小説

『白い影』和織(『影のない犯人』)

 妹は、何かとても不服なことがあるとでもいうような顔で個室へ入ってきた。兄はそんな妹の顔を全く気にせず、笑顔を作った。それが、妹が自分といるときのスタンダードな表情だと認識しているからだ。
「悪いね忙しいのに。勝手に決めちゃったけど、和食、好きだったよな?」
「確かに忙しいよ、兄さんと違って。この店が私のお気に入りだって、誰から聞いたの?」
 表情を変えないままそう言って、妹は兄の前に座った。
「嫌だな、お前が和食が好きなことくらい、自分でちゃんと覚えてるよ」
 兄の方も、作った笑顔を崩さずにそう答えた。妹は、ため息をついた。
「別に、こんな機嫌を取るようなことしなくても、私だって遺産のことは話さなくちゃと思ってたから」
 お通しが運ばれてきて、二人はそれを食べた。次の料理が来るまで、どちらも口をきかなかった。
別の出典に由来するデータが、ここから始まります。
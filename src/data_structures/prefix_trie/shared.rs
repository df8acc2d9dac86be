// Copyright (c) 2025 Wordtrie Authors
//
// Licensed under dual license:
// - MIT License (LICENSE-MIT or https://opensource.org/licenses/MIT)
// - Apache License, Version 2.0 (LICENSE-APACHE or https://www.apache.org/licenses/LICENSE-2.0)

//! Thread-shareable handle around a [`PrefixTrie`].
//!
//! One mutex guards the whole trie for both inserts and queries. Updates are
//! rare and small, so there is no reader/writer split.

use std::sync::Arc;

use parking_lot::Mutex;

use super::PrefixTrie;

/// A cloneable, lock-guarded prefix trie.
#[derive(Debug, Clone, Default)]
pub struct SharedPrefixTrie {
    inner: Arc<Mutex<PrefixTrie>>,
}

impl SharedPrefixTrie {
    /// Creates a new empty shared trie.
    pub fn new() -> Self {
        Self::default()
    }

    /// Wraps an already built trie.
    pub fn from_trie(trie: PrefixTrie) -> Self {
        Self {
            inner: Arc::new(Mutex::new(trie)),
        }
    }

    /// See [`PrefixTrie::insert`].
    pub fn insert<W: AsRef<str>>(&self, word: W) -> bool {
        self.inner.lock().insert(word)
    }

    /// See [`PrefixTrie::is_prefix`].
    pub fn is_prefix<P: AsRef<str>>(&self, prefix: P) -> bool {
        self.inner.lock().is_prefix(prefix)
    }

    /// See [`PrefixTrie::all_words_with_prefix`].
    pub fn all_words_with_prefix<P: AsRef<str>>(&self, prefix: P) -> Vec<String> {
        self.inner.lock().all_words_with_prefix(prefix)
    }

    /// See [`PrefixTrie::len`].
    pub fn len(&self) -> usize {
        self.inner.lock().len()
    }

    /// See [`PrefixTrie::is_empty`].
    pub fn is_empty(&self) -> bool {
        self.inner.lock().is_empty()
    }

    /// Returns a copy of the current trie contents.
    pub fn snapshot(&self) -> PrefixTrie {
        self.inner.lock().clone()
    }
}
「私、自分が受け継ぐ分に対して異論はない。揉め事は嫌だし、正直兄さんとも、今後はあまり会いたくない」
 店員が部屋を出るや否や、妹は放たれた矢のような勢いでそう言った。それに対し、兄は対照的にゆっくりと頷いて見せた。兄のそういう動作に、妹はうんざりした。兄は一見、女で体の小さい自分でも、簡単に殺してしまえそうな人間に見える。けれど、それは仮面だと、彼女にはわかっていた。遊んでばかりいるくせに、いや、遊び惚ける為に、いつも人の裏をかくことばかり考えている。自分の兄はそういう人間なのだと、彼に会う度、妹は肝に銘じた。
「そうか、うん、わかった。俺も、同じでいい」
 兄は口の中のものを飲み込んでから、そう言った。
「本当に、そう?」
「え?」
「信用できないって言ってるの」
「でも・・・要らないものは要らないよ。自分のもらう分で十分だ。他の人の分まで取っちゃったら、この先、金を使うことだけに時間を割く人生になっちゃうだろう?なにしろ多すぎる。俺なんかじゃ一生では使い切れない」
 その言葉は、妹にとっては意外だった。少しはまともか、と思ったが、彼女はすぐにその考えを否定した。騙されるものかと意気込んで、軽蔑の眼差しを兄へ向けた。
「自分の父親の奥さんを、友人に寝取らせた人の言葉とは、とても思えないね」
 妹の言葉に、兄は驚いたという表情をしてから、開いた両手を小刻みに振ってみせた。その姿が、まるで操られた人形のようだと、妹は思った。そう思うと、発せられる言葉も、吹替のように感じてしまう。